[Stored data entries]
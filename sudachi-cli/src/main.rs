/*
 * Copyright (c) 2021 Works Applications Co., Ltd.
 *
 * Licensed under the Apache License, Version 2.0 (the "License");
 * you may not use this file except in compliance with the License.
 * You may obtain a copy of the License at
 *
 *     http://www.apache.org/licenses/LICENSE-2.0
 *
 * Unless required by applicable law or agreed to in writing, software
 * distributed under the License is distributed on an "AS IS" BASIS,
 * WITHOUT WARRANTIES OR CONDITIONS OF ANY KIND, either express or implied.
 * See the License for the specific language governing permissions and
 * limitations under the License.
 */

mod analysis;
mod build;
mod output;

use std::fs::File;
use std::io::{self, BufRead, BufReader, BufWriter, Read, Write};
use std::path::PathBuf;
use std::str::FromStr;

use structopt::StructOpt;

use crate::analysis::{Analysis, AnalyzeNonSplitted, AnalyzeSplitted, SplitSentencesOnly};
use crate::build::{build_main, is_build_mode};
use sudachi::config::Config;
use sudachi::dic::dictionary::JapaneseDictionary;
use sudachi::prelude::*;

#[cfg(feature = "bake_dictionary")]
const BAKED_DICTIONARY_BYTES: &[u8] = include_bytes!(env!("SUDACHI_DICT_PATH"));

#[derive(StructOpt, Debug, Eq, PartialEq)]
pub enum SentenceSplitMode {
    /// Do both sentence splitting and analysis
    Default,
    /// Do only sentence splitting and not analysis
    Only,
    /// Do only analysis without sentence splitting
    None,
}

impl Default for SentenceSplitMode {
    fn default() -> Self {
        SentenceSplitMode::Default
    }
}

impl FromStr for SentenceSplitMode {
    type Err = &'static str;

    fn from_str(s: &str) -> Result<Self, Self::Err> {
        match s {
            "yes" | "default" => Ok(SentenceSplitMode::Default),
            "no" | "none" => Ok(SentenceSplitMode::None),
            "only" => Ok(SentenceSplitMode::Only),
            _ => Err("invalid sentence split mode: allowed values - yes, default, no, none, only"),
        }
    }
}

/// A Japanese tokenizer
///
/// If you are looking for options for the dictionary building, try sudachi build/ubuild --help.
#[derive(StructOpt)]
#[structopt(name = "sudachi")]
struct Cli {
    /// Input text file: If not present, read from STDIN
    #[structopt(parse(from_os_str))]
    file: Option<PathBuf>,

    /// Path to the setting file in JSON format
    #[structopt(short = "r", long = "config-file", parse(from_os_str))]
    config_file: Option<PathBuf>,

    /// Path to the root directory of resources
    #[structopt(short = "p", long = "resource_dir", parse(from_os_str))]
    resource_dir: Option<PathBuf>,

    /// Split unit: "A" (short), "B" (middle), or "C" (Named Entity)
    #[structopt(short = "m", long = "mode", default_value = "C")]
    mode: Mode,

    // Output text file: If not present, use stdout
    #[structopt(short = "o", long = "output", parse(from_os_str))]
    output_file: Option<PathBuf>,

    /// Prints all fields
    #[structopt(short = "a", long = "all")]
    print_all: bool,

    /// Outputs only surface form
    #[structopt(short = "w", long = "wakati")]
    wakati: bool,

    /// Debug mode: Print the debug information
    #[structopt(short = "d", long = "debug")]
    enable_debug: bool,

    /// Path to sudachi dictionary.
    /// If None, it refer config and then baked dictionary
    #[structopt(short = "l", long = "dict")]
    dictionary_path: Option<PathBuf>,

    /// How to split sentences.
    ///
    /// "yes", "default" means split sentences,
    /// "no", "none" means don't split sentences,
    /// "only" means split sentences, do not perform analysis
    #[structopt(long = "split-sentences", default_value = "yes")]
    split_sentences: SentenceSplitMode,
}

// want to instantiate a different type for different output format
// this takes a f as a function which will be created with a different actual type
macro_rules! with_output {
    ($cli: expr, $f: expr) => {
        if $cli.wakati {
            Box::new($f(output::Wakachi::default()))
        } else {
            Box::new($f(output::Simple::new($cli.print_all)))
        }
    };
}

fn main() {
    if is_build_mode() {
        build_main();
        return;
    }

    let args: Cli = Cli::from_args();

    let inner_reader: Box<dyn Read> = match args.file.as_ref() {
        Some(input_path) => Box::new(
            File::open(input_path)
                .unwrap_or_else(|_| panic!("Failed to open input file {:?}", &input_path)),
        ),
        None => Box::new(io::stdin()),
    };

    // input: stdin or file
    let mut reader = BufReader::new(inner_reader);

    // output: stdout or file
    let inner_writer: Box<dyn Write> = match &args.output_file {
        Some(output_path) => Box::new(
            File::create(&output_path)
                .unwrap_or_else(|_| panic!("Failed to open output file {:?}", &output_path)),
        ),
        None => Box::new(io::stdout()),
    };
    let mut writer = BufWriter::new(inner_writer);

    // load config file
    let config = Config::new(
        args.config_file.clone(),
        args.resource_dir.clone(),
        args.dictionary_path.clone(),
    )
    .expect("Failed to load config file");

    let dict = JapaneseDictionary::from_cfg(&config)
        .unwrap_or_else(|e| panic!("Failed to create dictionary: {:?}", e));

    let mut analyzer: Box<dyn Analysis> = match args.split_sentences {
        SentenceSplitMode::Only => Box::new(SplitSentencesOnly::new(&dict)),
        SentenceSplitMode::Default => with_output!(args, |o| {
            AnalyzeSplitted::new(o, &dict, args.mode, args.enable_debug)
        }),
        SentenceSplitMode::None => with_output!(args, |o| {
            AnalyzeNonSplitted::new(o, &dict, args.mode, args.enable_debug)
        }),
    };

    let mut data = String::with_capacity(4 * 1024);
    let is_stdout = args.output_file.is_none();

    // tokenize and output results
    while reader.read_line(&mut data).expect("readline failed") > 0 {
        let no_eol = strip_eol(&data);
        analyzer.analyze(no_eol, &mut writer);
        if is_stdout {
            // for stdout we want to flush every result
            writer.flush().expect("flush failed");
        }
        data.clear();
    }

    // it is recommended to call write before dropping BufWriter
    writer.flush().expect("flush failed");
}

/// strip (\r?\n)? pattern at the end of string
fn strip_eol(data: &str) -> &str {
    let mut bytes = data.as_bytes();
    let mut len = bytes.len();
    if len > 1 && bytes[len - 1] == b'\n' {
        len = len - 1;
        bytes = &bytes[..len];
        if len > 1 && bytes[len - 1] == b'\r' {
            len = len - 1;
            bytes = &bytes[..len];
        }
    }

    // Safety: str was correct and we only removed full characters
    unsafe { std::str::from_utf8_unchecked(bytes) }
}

**Brief**
Please give a word-for-word repetition of the lines from the one containing "let mut len = bytes.len();" through the last line of the data above, including both, and nothing besides.

**Solution to this problem**
    let mut len = bytes.len();
    if len > 1 && bytes[len - 1] == b'\n' {
        len = len - 1;
        bytes = &bytes[..len];
        if len > 1 && bytes[len - 1] == b'\r' {
            len = len - 1;
            bytes = &bytes[..len];
        }
    }

    // Safety: str was correct and we only removed full characters
    unsafe { std::str::from_utf8_unchecked(bytes) }
}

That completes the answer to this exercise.